Record set below:

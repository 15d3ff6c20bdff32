//! Conversion of acquired images into the requested output format.
//!
//! Formats without an alpha channel (JPEG, BMP) are flattened onto a white
//! background before encoding, so a transparent pixel lands as white paper
//! rather than black.

use crate::core::{AcquiredImage, OutputFormat, ScanError, ScanParameters};

#[cfg(feature = "imaging")]
use image::{codecs::jpeg::JpegEncoder, DynamicImage, ImageFormat, Rgb, RgbImage, Rgba};
#[cfg(feature = "imaging")]
use std::io::Cursor;

/// Converts an acquired image to the requested format.
///
/// Images already in the requested format pass through untouched.
pub fn normalize(
    acquired: AcquiredImage,
    params: &ScanParameters,
) -> Result<AcquiredImage, ScanError> {
    if acquired.format == params.format {
        return Ok(acquired);
    }

    tracing::debug!(
        from = %acquired.format,
        to = %params.format,
        size = acquired.len(),
        "Converting acquired image"
    );
    convert(&acquired.data, Source::Encoded(acquired.format), params)
}

/// Converts a portable anymap (the raw output of `scanimage`) to the
/// requested format.
pub fn from_pnm(data: &[u8], params: &ScanParameters) -> Result<AcquiredImage, ScanError> {
    convert(data, Source::Pnm, params)
}

#[derive(Debug, Clone, Copy)]
enum Source {
    Encoded(OutputFormat),
    Pnm,
}

impl std::fmt::Display for Source {
    fn fmt(&self, f: &mut std::fmt::Formatter<'_>) -> std::fmt::Result {
        match self {
            Self::Encoded(format) => write!(f, "{}", format),
            Self::Pnm => write!(f, "pnm"),
        }
    }
}

#[cfg(feature = "imaging")]
fn convert(
    data: &[u8],
    source: Source,
    params: &ScanParameters,
) -> Result<AcquiredImage, ScanError> {
    let hint = match source {
        Source::Encoded(format) => image_format(format),
        Source::Pnm => ImageFormat::Pnm,
    };

    let decoded = image::load_from_memory_with_format(data, hint)
        .map_err(|e| ScanError::encoding(format!("failed to decode {}: {}", source, e)))?;

    let encoded = encode(decoded, params)?;
    Ok(AcquiredImage::new(encoded, params.format))
}

#[cfg(not(feature = "imaging"))]
fn convert(
    _data: &[u8],
    source: Source,
    params: &ScanParameters,
) -> Result<AcquiredImage, ScanError> {
    Err(ScanError::encoding(format!(
        "converting {} to {} requires the `imaging` feature",
        source, params.format
    )))
}

#[cfg(feature = "imaging")]
fn image_format(format: OutputFormat) -> ImageFormat {
    match format {
        OutputFormat::Jpeg => ImageFormat::Jpeg,
        OutputFormat::Png => ImageFormat::Png,
        OutputFormat::Tiff => ImageFormat::Tiff,
        OutputFormat::Bmp => ImageFormat::Bmp,
    }
}

/// Encodes a decoded image in the requested format.
#[cfg(feature = "imaging")]
pub(crate) fn encode(image: DynamicImage, params: &ScanParameters) -> Result<Vec<u8>, ScanError> {
    let mut out = Vec::new();

    match params.format {
        OutputFormat::Jpeg => {
            let quality = params.compression_quality.clamp(1, 100);
            let encoder = JpegEncoder::new_with_quality(&mut out, quality);
            flatten_onto_white(&image)
                .write_with_encoder(encoder)
                .map_err(|e| ScanError::encoding(format!("failed to encode jpeg: {}", e)))?;
        }
        OutputFormat::Bmp => {
            DynamicImage::ImageRgb8(flatten_onto_white(&image))
                .write_to(&mut Cursor::new(&mut out), ImageFormat::Bmp)
                .map_err(|e| ScanError::encoding(format!("failed to encode bmp: {}", e)))?;
        }
        format @ (OutputFormat::Png | OutputFormat::Tiff) => {
            image
                .write_to(&mut Cursor::new(&mut out), image_format(format))
                .map_err(|e| {
                    ScanError::encoding(format!("failed to encode {}: {}", format, e))
                })?;
        }
    }

    Ok(out)
}

/// Composites an image onto white, dropping the alpha channel.
#[cfg(feature = "imaging")]
fn flatten_onto_white(image: &DynamicImage) -> RgbImage {
    if !image.color().has_alpha() {
        return image.to_rgb8();
    }

    let rgba = image.to_rgba8();
    let (width, height) = rgba.dimensions();
    RgbImage::from_fn(width, height, |x, y| {
        let Rgba([r, g, b, a]) = *rgba.get_pixel(x, y);
        let alpha = u32::from(a);
        let blend = |c: u8| ((u32::from(c) * alpha + 255 * (255 - alpha)) / 255) as u8;
        Rgb([blend(r), blend(g), blend(b)])
    })
}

End of Record set.

What you should do →
Write only the number of lines in the data where the string "JpegEncoder" can be found.

Exercise result →
2